"""
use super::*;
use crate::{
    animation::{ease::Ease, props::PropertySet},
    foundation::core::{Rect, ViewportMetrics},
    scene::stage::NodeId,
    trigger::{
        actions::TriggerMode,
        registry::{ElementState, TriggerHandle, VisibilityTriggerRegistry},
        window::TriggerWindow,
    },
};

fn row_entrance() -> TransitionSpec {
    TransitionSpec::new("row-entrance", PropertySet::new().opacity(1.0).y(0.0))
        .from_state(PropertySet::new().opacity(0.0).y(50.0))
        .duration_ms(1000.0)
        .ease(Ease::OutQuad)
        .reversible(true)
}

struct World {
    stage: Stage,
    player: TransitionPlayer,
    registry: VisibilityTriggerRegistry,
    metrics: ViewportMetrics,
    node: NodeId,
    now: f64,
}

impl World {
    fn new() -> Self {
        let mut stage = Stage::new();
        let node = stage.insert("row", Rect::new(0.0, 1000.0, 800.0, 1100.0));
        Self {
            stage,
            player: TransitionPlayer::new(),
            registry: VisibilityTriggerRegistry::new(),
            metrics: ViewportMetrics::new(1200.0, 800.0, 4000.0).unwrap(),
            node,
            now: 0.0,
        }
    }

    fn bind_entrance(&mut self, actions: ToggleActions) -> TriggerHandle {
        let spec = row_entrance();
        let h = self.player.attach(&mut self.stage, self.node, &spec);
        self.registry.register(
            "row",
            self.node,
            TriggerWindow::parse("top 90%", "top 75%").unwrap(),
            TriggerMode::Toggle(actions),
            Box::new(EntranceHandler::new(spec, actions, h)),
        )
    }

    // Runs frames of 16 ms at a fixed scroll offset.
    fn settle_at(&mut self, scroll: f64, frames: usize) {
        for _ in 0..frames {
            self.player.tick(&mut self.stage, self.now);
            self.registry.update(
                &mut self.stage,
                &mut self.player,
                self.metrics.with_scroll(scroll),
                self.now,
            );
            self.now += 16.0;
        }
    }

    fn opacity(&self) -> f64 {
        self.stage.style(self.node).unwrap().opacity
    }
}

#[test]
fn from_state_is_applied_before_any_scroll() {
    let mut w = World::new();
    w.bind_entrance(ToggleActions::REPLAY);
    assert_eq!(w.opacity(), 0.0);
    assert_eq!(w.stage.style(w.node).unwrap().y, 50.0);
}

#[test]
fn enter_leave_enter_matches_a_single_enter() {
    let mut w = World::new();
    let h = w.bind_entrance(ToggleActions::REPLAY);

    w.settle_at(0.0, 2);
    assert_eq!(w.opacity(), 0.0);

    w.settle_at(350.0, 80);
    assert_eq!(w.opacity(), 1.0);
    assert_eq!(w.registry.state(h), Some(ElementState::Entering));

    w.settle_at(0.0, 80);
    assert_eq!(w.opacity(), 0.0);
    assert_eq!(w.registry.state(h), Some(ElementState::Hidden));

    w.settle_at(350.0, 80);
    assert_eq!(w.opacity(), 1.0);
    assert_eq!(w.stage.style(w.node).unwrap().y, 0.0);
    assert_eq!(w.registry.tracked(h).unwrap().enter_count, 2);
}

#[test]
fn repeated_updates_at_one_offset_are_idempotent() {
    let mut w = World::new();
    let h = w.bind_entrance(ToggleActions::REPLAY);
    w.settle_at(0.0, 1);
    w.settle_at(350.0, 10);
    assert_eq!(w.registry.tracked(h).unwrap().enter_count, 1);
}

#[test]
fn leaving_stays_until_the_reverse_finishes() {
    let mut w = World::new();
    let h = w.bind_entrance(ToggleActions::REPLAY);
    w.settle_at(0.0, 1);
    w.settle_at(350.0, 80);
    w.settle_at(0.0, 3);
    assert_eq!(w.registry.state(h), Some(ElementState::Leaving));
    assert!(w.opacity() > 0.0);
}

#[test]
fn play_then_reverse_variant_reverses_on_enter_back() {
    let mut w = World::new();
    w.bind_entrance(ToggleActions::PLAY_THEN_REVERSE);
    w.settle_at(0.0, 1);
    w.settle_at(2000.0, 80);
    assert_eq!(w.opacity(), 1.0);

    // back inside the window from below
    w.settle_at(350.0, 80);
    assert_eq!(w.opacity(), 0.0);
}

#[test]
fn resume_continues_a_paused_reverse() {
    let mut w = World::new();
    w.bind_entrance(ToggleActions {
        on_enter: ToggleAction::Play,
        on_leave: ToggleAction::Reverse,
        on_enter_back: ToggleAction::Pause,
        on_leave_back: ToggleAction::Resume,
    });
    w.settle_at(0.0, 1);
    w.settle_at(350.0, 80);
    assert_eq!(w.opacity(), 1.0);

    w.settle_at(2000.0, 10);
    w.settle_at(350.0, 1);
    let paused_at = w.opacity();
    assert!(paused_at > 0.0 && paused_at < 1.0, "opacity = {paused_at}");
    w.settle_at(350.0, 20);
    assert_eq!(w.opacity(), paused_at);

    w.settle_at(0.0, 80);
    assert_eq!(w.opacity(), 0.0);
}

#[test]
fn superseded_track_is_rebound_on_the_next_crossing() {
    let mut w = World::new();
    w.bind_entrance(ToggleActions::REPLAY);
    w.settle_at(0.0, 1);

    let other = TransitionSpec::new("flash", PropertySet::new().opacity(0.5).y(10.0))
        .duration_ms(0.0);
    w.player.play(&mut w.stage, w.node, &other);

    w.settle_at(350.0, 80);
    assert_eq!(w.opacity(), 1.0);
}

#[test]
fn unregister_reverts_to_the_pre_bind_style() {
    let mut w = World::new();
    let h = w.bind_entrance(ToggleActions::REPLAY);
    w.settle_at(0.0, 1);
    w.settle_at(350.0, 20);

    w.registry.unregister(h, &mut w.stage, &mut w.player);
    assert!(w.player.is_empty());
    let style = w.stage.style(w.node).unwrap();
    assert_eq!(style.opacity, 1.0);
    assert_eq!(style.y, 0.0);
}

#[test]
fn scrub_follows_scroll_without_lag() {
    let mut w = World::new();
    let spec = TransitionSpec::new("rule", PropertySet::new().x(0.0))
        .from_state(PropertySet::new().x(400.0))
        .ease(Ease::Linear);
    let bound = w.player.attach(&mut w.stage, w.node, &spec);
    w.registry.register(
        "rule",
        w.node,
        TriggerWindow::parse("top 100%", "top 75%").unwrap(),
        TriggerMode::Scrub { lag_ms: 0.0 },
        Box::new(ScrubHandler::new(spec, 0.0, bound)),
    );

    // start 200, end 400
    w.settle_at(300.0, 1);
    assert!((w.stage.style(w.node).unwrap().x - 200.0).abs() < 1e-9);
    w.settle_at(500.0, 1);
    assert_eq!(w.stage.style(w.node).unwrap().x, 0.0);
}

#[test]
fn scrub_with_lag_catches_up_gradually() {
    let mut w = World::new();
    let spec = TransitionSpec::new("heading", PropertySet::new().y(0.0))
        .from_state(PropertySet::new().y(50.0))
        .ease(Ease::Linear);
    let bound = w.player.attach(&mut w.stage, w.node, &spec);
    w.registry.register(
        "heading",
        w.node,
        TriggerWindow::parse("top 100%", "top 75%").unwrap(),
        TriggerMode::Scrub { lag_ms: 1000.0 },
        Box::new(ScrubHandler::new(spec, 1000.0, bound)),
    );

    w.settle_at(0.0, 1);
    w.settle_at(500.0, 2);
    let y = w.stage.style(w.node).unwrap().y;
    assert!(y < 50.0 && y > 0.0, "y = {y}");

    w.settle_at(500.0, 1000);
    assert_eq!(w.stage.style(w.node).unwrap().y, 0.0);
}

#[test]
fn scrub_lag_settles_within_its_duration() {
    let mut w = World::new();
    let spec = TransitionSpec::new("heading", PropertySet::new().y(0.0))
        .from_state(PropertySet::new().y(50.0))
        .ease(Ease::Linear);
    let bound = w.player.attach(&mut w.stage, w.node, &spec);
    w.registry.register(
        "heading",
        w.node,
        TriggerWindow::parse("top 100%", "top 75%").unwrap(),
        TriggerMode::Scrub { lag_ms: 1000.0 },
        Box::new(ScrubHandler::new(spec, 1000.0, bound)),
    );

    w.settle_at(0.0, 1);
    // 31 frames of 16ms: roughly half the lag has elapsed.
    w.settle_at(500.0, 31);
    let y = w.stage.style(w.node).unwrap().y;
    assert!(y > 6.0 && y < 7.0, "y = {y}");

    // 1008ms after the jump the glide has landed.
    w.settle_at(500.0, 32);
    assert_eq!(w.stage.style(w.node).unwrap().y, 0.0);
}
"""
— Assigned task —
Report every line from the listing above where the string "rule" can be found.

— Exercise solution —
    let spec = TransitionSpec::new("rule", PropertySet::new().x(0.0))
        "rule",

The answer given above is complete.